6. Type of selling venue?

Take a personal look at what type of artist you are. Where do you want to sell your work? My personal belief is that each artist has his or her right match for selling venue. And likewise, each venue has their average type of patron. What can each type of market bear?

Fairs and festivals

– Sold from booths, tents, or pop-up galleries
– Lower price ranges ($0-few hundred dollars)
– Artist is salesman
– Amateur friendly
– Upfront booth costs likely ($0-few hundred dollars usually)

Etsy or like online art/crafts site

– Sold online
– Lower price ranges ($0-few hundred dollars)
– Artist is salesman
– Amateur friendly
– Small % commission to Etsy AND PayPal (or other transaction services)

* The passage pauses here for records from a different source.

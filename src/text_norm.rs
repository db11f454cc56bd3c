//! Text normalization (§4.9) for title/description comparison.

/// Lowercase, smart-quotes to ASCII apostrophes, collapse whitespace, trim.
///
/// Idempotent: `normalize_text(normalize_text(s)) == normalize_text(s)`.
pub fn normalize_text(s: &str) -> String {
    let replaced: String = s
        .chars()
        .map(|c| match c {
            '\u{2018}' | '\u{2019}' | '\u{201B}' | '\u{FF07}' => '\'',
            _ => c,
        })
        .collect();

    let lowered = replaced.to_lowercase();

    lowered.split_whitespace().collect::<Vec<_>>().join(" ")
}

/// Tokenize normalized text for prefix/fuzzy title matching.
pub fn tokenize(s: &str) -> Vec<String> {
    normalize_text(s)
        .split(|c: char| !c.is_alphanumeric())
        .filter(|t| !t.is_empty())
        .map(str::to_string)
        .collect()
}

/// Jaccard similarity over tokenized, normalized strings.
pub fn jaccard_similarity(a: &str, b: &str) -> f64 {
    use std::collections::HashSet;
    let ta: HashSet<_> = tokenize(a).into_iter().collect();
    let tb: HashSet<_> = tokenize(b).into_iter().collect();
    if ta.is_empty() && tb.is_empty() {
        return 1.0;
    }
    let intersection = ta.intersection(&tb).count();
    let union = ta.union(&tb).count();
    if union == 0 {
        0.0
    } else {
        intersection as f64 / union as f64
    }
}

/// Prefix match: do the first `k` normalized tokens of each title agree?
pub fn prefix_match(a: &str, b: &str, k: usize) -> bool {
    let ta = tokenize(a);
    let tb = tokenize(b);
    if ta.len() < k || tb.len() < k {
        return false;
    }
    ta[..k] == tb[..k]
}

#[cfg(test)]
mod tests {
    use super::*;

    #[test]
    fn normalize_is_idempotent() {
        let raw = "  Hello\u{2019}s   WORLD  \n";
        let once = normalize_text(raw);
        let twice = normalize_text(&once);
        assert_eq!(once, twice);
        assert_eq!(once, "hello's world");
    }

    #[test]
    fn jaccard_identical_is_one() {
        assert_eq!(jaccard_similarity("Hello World", "hello world"), 1.0);
    }

    #[test]
    fn jaccard_disjoint_is_zero() {
        assert_eq!(jaccard_similarity("abc def", "ghi jkl"), 0.0);
    }

    #[test]
    fn prefix_match_respects_k() {
        assert!(prefix_match(
            "Getting Started With Rust Today",
            "Getting Started With Rust Tomorrow",
            4
        ));
        assert!(!prefix_match("A B", "A C", 2));
    }
}

#[cfg(test)]
mod proptests {
    use super::*;
    use proptest::prelude::*;

    proptest! {
        #[test]
        fn normalize_text_is_idempotent(s in "[a-zA-Z0-9 \u{2019}\t\n]{0,64}") {
            let once = normalize_text(&s);
            let twice = normalize_text(&once);
            prop_assert_eq!(once, twice);
        }
    }
}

Shops, Restaurants, and Consignment * (* A place that has other means of income aside from your work for their main income)

– Low to lower-medium price ranges
– Artist is usually salesman (sometimes shopkeeper)
– Amateur to semi-professional friendly
– Small % commission transaction fee likely

Consignment Shop AKA Consignment Gallery * (* A shop that sells artwork, accessories, frames, or other means of income aside from your work for their main income)

– Sold online and/or in shop
– Small to medium-high price ranges
– Shop is salesman (possibly artist too)
– Amateur to semi-professional friendly

Artist’s Professional Website and/or Online Market

– Low to very high price ranges
– Artist is salesman
– Amateur to professional
– Possibly smaller % commission transaction fee

Art Galleries

– Medium to very high price ranges
– All sales differed to gallery in a certain mile radius during exhibit (if in contract)
– Semi-professional to high-level professional
– Exclusive solo shows an option (preferred by artist)
– Non-contract to contractual
– Continual gallery representation an option
– Access to private collectors an option
– Large to very large % commission

Museums

– High to very high price ranges (if sales are allowed)
– All sales differed to museums in a certain mile radius during exhibits
– Access to permanent collections and/or private collectors an option
– Semi-professional to high-level professional
– Exclusive solo shows an option (preferred by artist)
– Contractual
– Continual representation an option
– Large to very large % commission, if any

7. Adjusting & Combining Pricing Methods

Use this guide to think about your pricing in new ways. Choose what’s right for you. Combining methods may help you find what fits and what doesn’t. If you’ve sold work before, adjust your prices to reflect your successes. Now that you have a benchmark, you can also think about ‘fixed price’ as an option as well.